Department of Computer Science and Engineering, Jansons Institute of Technology, Coimbatore, Tamil Nadu, India.
Electronics and Communication Engineering, PET Engineering College, Vallioor, Tamil Nadu, India.
Med Biol Eng Comput. 2024 Oct;62(10):3043-3056. doi: 10.1007/s11517-024-03122-y. Epub 2024 May 18.
Medical image denoising has been a subject of extensive research, with various techniques employed to enhance image quality and facilitate more accurate diagnostics. The evolution of denoising methods has highlighted impressive results but struggled to strike equilibrium between noise reduction and edge preservation which limits its applicability in various domains. This paper manifests the novel methodology that integrates an adaptive masking strategy, transformer-based U-Net Prior generator, edge enhancement module, and modified non-local block (MNLB) for denoising brain MRI clinical images. The adaptive masking strategy maintains the vital information through dynamic mask generation while the prior generator by capturing hierarchical features regenerates the high-quality prior MRI images. Finally, these images are fed to the edge enhancement module to boost structural information by maintaining crucial edge details, and the MNLB produces the denoised output by deriving non-local contextual information. The comprehensive experimental assessment is performed by employing two datasets namely the brain tumor MRI dataset and Alzheimer's dataset for diverse metrics and compared with conventional denoising approaches. The proposed denoising methodology achieves a PSNR of 40.965 and SSIM of 0.938 on the Alzheimer's dataset and also achieves a PSNR of 40.002 and SSIM of 0.926 on the brain tumor MRI dataset at a noise level of 50% revealing its supremacy in noise minimization.

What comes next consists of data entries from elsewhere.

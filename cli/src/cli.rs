use {
    crate::{metrics::MetricsCliCommand, stakes::StakesCliCommand},
    serde::Serialize,
    std::{fmt, str::FromStr, sync::Arc},
    thiserror::Error,
    tokenfi_staking_client::{
        Address, ChainId, ClientConfig, ClientError, ReadOnlyWallet, StakingContext,
    },
    tokenfi_staking_math::MathError,
};

#[derive(Debug, Error)]
pub enum CliError {
    #[error("bad parameter: {0}")]
    BadParameter(String),
    #[error(transparent)]
    Client(#[from] ClientError),
    #[error(transparent)]
    Math(#[from] MathError),
    #[error("json error: {0}")]
    Json(#[from] serde_json::Error),
    #[error("io error: {0}")]
    Io(#[from] std::io::Error),
}

pub type ProcessResult = Result<String, CliError>;

#[derive(Debug, Clone, Copy, PartialEq, Eq)]
pub enum OutputFormat {
    Display,
    Json,
    JsonCompact,
}

impl OutputFormat {
    pub fn from_matches(value: Option<&str>) -> Self {
        match value {
            Some("json") => OutputFormat::Json,
            Some("json-compact") => OutputFormat::JsonCompact,
            _ => OutputFormat::Display,
        }
    }

    pub fn formatted_string<T: Serialize + fmt::Display>(&self, item: &T) -> ProcessResult {
        match self {
            OutputFormat::Display => Ok(item.to_string()),
            OutputFormat::Json => Ok(serde_json::to_string_pretty(item)?),
            OutputFormat::JsonCompact => Ok(serde_json::to_string(item)?),
        }
    }
}

#[derive(Debug, PartialEq)]
pub enum CliCommand {
    Metrics(MetricsCliCommand),
    Stakes(StakesCliCommand),
}

pub struct CliConfig {
    pub client: ClientConfig,
    pub output_format: OutputFormat,
}

impl CliConfig {
    /// A context that reads on behalf of `user` and never signs.
    pub fn context(&self, user: Option<Address>) -> Result<StakingContext, CliError> {
        let wallet = ReadOnlyWallet::new(user, ChainId::BSC);
        Ok(StakingContext::new(self.client.clone(), Arc::new(wallet))?)
    }
}

/// `bsc`, `ethereum`, `eth` or a numeric chain id of a supported chain.
pub fn parse_chain(value: &str) -> Result<ChainId, CliError> {
    let chain = match value.to_ascii_lowercase().as_str() {
        "bsc" | "bnb" => ChainId::BSC,
        "ethereum" | "eth" | "mainnet" => ChainId::ETHEREUM,
        other => other
            .parse::<u64>()
            .map(ChainId)
            .map_err(|_| CliError::BadParameter(format!("unknown chain '{value}'")))?,
    };
    if !tokenfi_staking_client::SUPPORTED_CHAINS.contains(&chain) {
        return Err(CliError::BadParameter(format!("unsupported chain {chain}")));
    }
    Ok(chain)
}

pub fn parse_address(value: &str) -> Result<Address, CliError> {
    Address::from_str(value).map_err(|_| CliError::BadParameter(format!("invalid address '{value}'")))
}

// clap 2 validators
pub fn is_valid_chain(value: String) -> Result<(), String> {
    parse_chain(&value).map(|_| ()).map_err(|err| err.to_string())
}

pub fn is_valid_address(value: String) -> Result<(), String> {
    parse_address(&value).map(|_| ()).map_err(|err| err.to_string())
}

pub fn is_amount(value: String) -> Result<(), String> {
    tokenfi_staking_math::decimals::parse_units(&value, 18)
        .map(|_| ())
        .map_err(|err| err.to_string())
}

pub fn is_seconds(value: String) -> Result<(), String> {
    value
        .parse::<u64>()
        .map(|_| ())
        .map_err(|err| format!("invalid duration '{value}': {err}"))
}

pub fn is_index(value: String) -> Result<(), String> {
    value
        .parse::<usize>()
        .map(|_| ())
        .map_err(|err| format!("invalid index '{value}': {err}"))
}

pub fn format_percent(fraction: f64) -> String {
    format!("{:.2}%", fraction * 100.0)
}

Furthermore, the impact of different masking ratios on denoising performance is analyzed which reveals that the proposed method showed PSNR of 40.965, SSIM of 0.938, MAE of 5.847, and MSE of 3.672 at the masking ratio of 60%. Moreover, the findings pave the way for the advancement of clinical image processing, facilitating precise detection of tumors in clinical MRI images.

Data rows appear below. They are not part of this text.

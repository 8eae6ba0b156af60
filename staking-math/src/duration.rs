//! Human labels for lock durations.
//!
//! The pool expresses lock durations in seconds. The dashboard shows them as
//! a whole number of days, weeks, months or years, rounding with a fixed
//! ladder of thresholds. Bands are evaluated top-down and the first match
//! wins:
//!
//! | Band | Base value | Rounds up when |
//! |------|-----------|----------------|
//! | `>= 1 year` | whole years | remaining months > 6 |
//! | `>= 1 month` | whole months | remaining days > 15 (11 months + >15 days is `1 Year`) |
//! | `>= 1 week` | whole weeks | remaining days > 3 (3 weeks + >3 days is `1 Month`) |
//! | `>= 1 day` | whole days | remaining hours > 12 |
//!
//! Durations shorter than one day have no label.

use {
    serde::{Deserialize, Serialize},
    std::fmt,
};

pub const SECONDS_IN_YEAR: u64 = 31_536_000;
pub const SECONDS_IN_MONTH: u64 = 2_592_000;
pub const SECONDS_IN_WEEK: u64 = 604_800;
pub const SECONDS_IN_DAY: u64 = 86_400;
pub const SECONDS_IN_HOUR: u64 = 3_600;

#[derive(Debug, Clone, Copy, PartialEq, Eq, Hash, Serialize, Deserialize)]
pub enum DurationUnit {
    Day,
    Week,
    Month,
    Year,
}

impl DurationUnit {
    /// Singular for a value of one, plural otherwise.
    pub fn label(self, value: u64) -> &'static str {
        match (self, value == 1) {
            (DurationUnit::Day, true) => "Day",
            (DurationUnit::Day, false) => "Days",
            (DurationUnit::Week, true) => "Week",
            (DurationUnit::Week, false) => "Weeks",
            (DurationUnit::Month, true) => "Month",
            (DurationUnit::Month, false) => "Months",
            (DurationUnit::Year, true) => "Year",
            (DurationUnit::Year, false) => "Years",
        }
    }
}

/// A rounded duration such as `3 Months`.
#[derive(Debug, Clone, Copy, PartialEq, Eq, Hash, Serialize, Deserialize)]
pub struct DurationLabel {
    pub value: u64,
    pub unit: DurationUnit,
}

impl DurationLabel {
    pub const fn new(value: u64, unit: DurationUnit) -> Self {
        Self { value, unit }
    }

    pub fn label(&self) -> &'static str {
        self.unit.label(self.value)
    }
}

impl fmt::Display for DurationLabel {
    fn fmt(&self, f: &mut fmt::Formatter<'_>) -> fmt::Result {
        write!(f, "{} {}", self.value, self.label())
    }
}

#[inline]
fn round_up(value: u64, condition: bool) -> u64 {
    if condition {
        value.saturating_add(1)
    } else {
        value
    }
}

/// Map a duration in seconds to its display label.
///
/// Returns `None` for durations shorter than one day; callers decide how to
/// render those.
pub fn parse_duration(seconds: u64) -> Option<DurationLabel> {
    if seconds >= SECONDS_IN_YEAR {
        let years = seconds / SECONDS_IN_YEAR;
        let remaining_months = (seconds % SECONDS_IN_YEAR) / SECONDS_IN_MONTH;
        return Some(DurationLabel::new(
            round_up(years, remaining_months > 6),
            DurationUnit::Year,
        ));
    }

    if seconds >= SECONDS_IN_MONTH {
        let total_months = seconds / SECONDS_IN_MONTH;
        let remaining_days = (seconds % SECONDS_IN_MONTH) / SECONDS_IN_DAY;

        // 12 months is five days short of a year.
        if total_months >= 12 {
            let years = total_months / 12;
            let remaining_months = total_months % 12;
            let bump = remaining_months > 6 || (remaining_months == 0 && remaining_days > 15);
            return Some(DurationLabel::new(round_up(years, bump), DurationUnit::Year));
        }

        if total_months == 11 && remaining_days > 15 {
            return Some(DurationLabel::new(1, DurationUnit::Year));
        }

        return Some(DurationLabel::new(
            round_up(total_months, remaining_days > 15),
            DurationUnit::Month,
        ));
    }

    if seconds >= SECONDS_IN_WEEK {
        let weeks = seconds / SECONDS_IN_WEEK;
        let remaining_days = (seconds % SECONDS_IN_WEEK) / SECONDS_IN_DAY;

        if weeks == 3 && remaining_days > 3 {
            return Some(DurationLabel::new(1, DurationUnit::Month));
        }

        return Some(DurationLabel::new(
            round_up(weeks, remaining_days > 3),
            DurationUnit::Week,
        ));
    }

    if seconds >= SECONDS_IN_DAY {
        let days = seconds / SECONDS_IN_DAY;
        let remaining_hours = (seconds % SECONDS_IN_DAY) / SECONDS_IN_HOUR;
        return Some(DurationLabel::new(
            round_up(days, remaining_hours > 12),
            DurationUnit::Day,
        ));
    }

    None
}

#[cfg(test)]
mod tests {
    use {super::*, test_case::test_case};

    const HOUR: u64 = SECONDS_IN_HOUR;
    const DAY: u64 = SECONDS_IN_DAY;
    const WEEK: u64 = SECONDS_IN_WEEK;
    const MONTH: u64 = SECONDS_IN_MONTH;
    const YEAR: u64 = SECONDS_IN_YEAR;

    #[test_case(DAY, 1, DurationUnit::Day; "exactly one day")]
    #[test_case(DAY + 12 * HOUR, 1, DurationUnit::Day; "twelve extra hours do not round")]
    #[test_case(DAY + 13 * HOUR, 2, DurationUnit::Day; "thirteen extra hours round up")]
    #[test_case(6 * DAY + 23 * HOUR, 7, DurationUnit::Day; "just under a week")]
    #[test_case(WEEK, 1, DurationUnit::Week; "exactly one week")]
    #[test_case(WEEK + 3 * DAY, 1, DurationUnit::Week; "three extra days do not round")]
    #[test_case(WEEK + 4 * DAY, 2, DurationUnit::Week; "four extra days round up")]
    #[test_case(3 * WEEK + 3 * DAY, 3, DurationUnit::Week; "three weeks three days")]
    #[test_case(3 * WEEK + 4 * DAY, 1, DurationUnit::Month; "three weeks four days is a month")]
    #[test_case(4 * WEEK + DAY, 4, DurationUnit::Week; "four weeks and a day")]
    #[test_case(MONTH, 1, DurationUnit::Month; "exactly one month")]
    #[test_case(3 * MONTH, 3, DurationUnit::Month; "three months")]
    #[test_case(3 * MONTH + 15 * DAY, 3, DurationUnit::Month; "fifteen extra days do not round")]
    #[test_case(3 * MONTH + 16 * DAY, 4, DurationUnit::Month; "sixteen extra days round up")]
    #[test_case(11 * MONTH + 15 * DAY, 11, DurationUnit::Month; "eleven months fifteen days")]
    #[test_case(11 * MONTH + 16 * DAY, 1, DurationUnit::Year; "eleven months sixteen days is a year")]
    #[test_case(12 * MONTH, 1, DurationUnit::Year; "twelve months is a year")]
    #[test_case(12 * MONTH + 4 * DAY, 1, DurationUnit::Year; "just under a calendar year")]
    #[test_case(YEAR, 1, DurationUnit::Year; "exactly one year")]
    #[test_case(YEAR + 6 * MONTH, 1, DurationUnit::Year; "six extra months do not round")]
    #[test_case(YEAR + 7 * MONTH, 2, DurationUnit::Year; "seven extra months round up")]
    #[test_case(2 * YEAR, 2, DurationUnit::Year; "two years")]
    #[test_case(4 * YEAR, 4, DurationUnit::Year; "four years")]
    fn test_parse_duration(seconds: u64, value: u64, unit: DurationUnit) {
        assert_eq!(
            parse_duration(seconds),
            Some(DurationLabel::new(value, unit))
        );
    }

    #[test_case(0; "zero")]
    #[test_case(1; "one second")]
    #[test_case(DAY - 1; "one second short of a day")]
    fn test_parse_duration_below_one_day(seconds: u64) {
        assert_eq!(parse_duration(seconds), None);
    }

    #[test]
    fn test_labels() {
        assert_eq!(DurationLabel::new(1, DurationUnit::Day).to_string(), "1 Day");
        assert_eq!(DurationLabel::new(5, DurationUnit::Day).to_string(), "5 Days");
        assert_eq!(DurationLabel::new(1, DurationUnit::Week).to_string(), "1 Week");
        assert_eq!(DurationLabel::new(2, DurationUnit::Week).to_string(), "2 Weeks");
        assert_eq!(DurationLabel::new(1, DurationUnit::Month).to_string(), "1 Month");
        assert_eq!(DurationLabel::new(3, DurationUnit::Month).to_string(), "3 Months");
        assert_eq!(DurationLabel::new(1, DurationUnit::Year).to_string(), "1 Year");
        assert_eq!(DurationLabel::new(4, DurationUnit::Year).to_string(), "4 Years");
    }
}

医学图像去噪一直是研究的热点,各种技术被用于提高图像质量,以便更准确地进行诊断。去噪方法的发展取得了令人瞩目的成果,但在降低噪声和保留边缘之间难以达到平衡,这限制了其在各个领域的适用性。本文提出了一种新的方法,该方法结合了自适应掩蔽策略、基于变压器的 U-Net 先验生成器、边缘增强模块和改进的非局部块(MNLB),用于对脑部 MRI 临床图像进行去噪。自适应掩蔽策略通过动态掩蔽生成来保留重要信息,而先验生成器通过捕获分层特征来重建高质量的先验 MRI 图像。最后,这些图像被送入边缘增强模块,通过保持关键边缘细节来增强结构信息,而 MNLB 通过提取非局部上下文信息来生成去噪输出。通过使用两个数据集,即脑部肿瘤 MRI 数据集和阿尔茨海默病数据集,进行了广泛的实验评估,使用多种指标进行了比较,并与传统的去噪方法进行了比较。该去噪方法在阿尔茨海默病数据集中的 PSNR 为 40.965,SSIM 为 0.938,在噪声水平为 50%的情况下,在脑部肿瘤 MRI 数据集中的 PSNR 为 40.002,SSIM 为 0.926,表明其在噪声最小化方面具有优势。此外,还分析了不同掩蔽比对去噪性能的影响,结果表明,该方法在掩蔽比为 60%时,PSNR 为 40.965,SSIM 为 0.938,MAE 为 5.847,MSE 为 3.672。此外,这些发现为临床图像处理的发展铺平了道路,有助于在临床 MRI 图像中更准确地检测肿瘤。